Check each line below for "GrammarService" and give the count of those that have it, nothing else.

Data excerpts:
====

use std::sync::LazyLock;

use regex::Regex;

/// Dotted abbreviations (`e.g.`), words with inner apostrophes or hyphens,
/// then any single punctuation character.
static TOKEN_RE: LazyLock<Regex> = LazyLock::new(|| {
    Regex::new(r"(?:[A-Za-z]\.){2,}|\w+(?:['’\-]\w+)*|[^\w\s]")
        .expect("token regex is valid")
});

/// A token with its position in the source text.
#[derive(Debug, Clone, PartialEq, Eq)]
pub struct Token<'a> {
    pub text: &'a str,
    pub start_byte: usize,
    pub end_byte: usize,
    pub start_char: usize,
    pub end_char: usize,
}

impl Token<'_> {
    pub fn lower(&self) -> String {
        self.text.to_lowercase()
    }
}

/// Splits `text` into word and punctuation tokens.
pub fn tokenize(text: &str) -> Vec<Token<'_>> {
    let mut tokens = Vec::new();
    let mut chars_seen = 0;
    let mut bytes_seen = 0;

    for m in TOKEN_RE.find_iter(text) {
        chars_seen += text[bytes_seen..m.start()].chars().count();
        let start_char = chars_seen;
        let end_char = start_char + m.as_str().chars().count();

        tokens.push(Token {
            text: m.as_str(),
            start_byte: m.start(),
            end_byte: m.end(),
            start_char,
            end_char,
        });

        chars_seen = end_char;
        bytes_seen = m.end();
    }

    tokens
}

/// Slice of `text` from character `start` to character `end` (exclusive),
/// clamped to the text.
pub fn char_slice(text: &str, start: usize, end: usize) -> &str {
    let byte_at = |n: usize| {
        text.char_indices()
            .nth(n)
            .map(|(i, _)| i)
            .unwrap_or(text.len())
    };
    let start_byte = byte_at(start);
    let end_byte = byte_at(end).max(start_byte);
    &text[start_byte..end_byte]
}
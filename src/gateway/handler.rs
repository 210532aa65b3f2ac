use axum::{
    Json,
    extract::{State, rejection::JsonRejection},
    http::{HeaderMap, HeaderValue, StatusCode},
    response::{IntoResponse, Response},
};
use tracing::{debug, instrument, warn};

use crate::constants::{ESSAY_STATUS_ANALYZED, ESSAY_STATUS_DEGRADED, ESSAY_STATUS_HEADER};
use crate::gateway::error::GatewayError;
use crate::gateway::payload::AnalyzeRequest;
use crate::gateway::state::HandlerState;
use crate::grammar::GrammarService;

#[instrument(skip_all, fields(text_len = tracing::field::Empty))]
pub async fn analyze_handler<G>(
    State(state): State<HandlerState<G>>,
    payload: Result<Json<AnalyzeRequest>, JsonRejection>,
) -> Result<Response, GatewayError>
where
    G: GrammarService + 'static,
{
    let Json(request) = payload.inspect_err(|rejection| {
        debug!(error = %rejection.body_text(), "Rejected analyze request body");
    })?;
    tracing::Span::current().record("text_len", request.text.len());

    let result = state
        .analyzer
        .analyze(&request.text, &request.context)
        .await?;

    let essay_status = if result.grammar_degraded() {
        warn!("Grammar service unavailable; result carries a diagnostic record");
        ESSAY_STATUS_DEGRADED
    } else {
        ESSAY_STATUS_ANALYZED
    };

    let mut headers = HeaderMap::new();
    headers.insert(ESSAY_STATUS_HEADER, HeaderValue::from_static(essay_status));

    Ok((StatusCode::OK, headers, Json(result)).into_response())
}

====

Written response: 2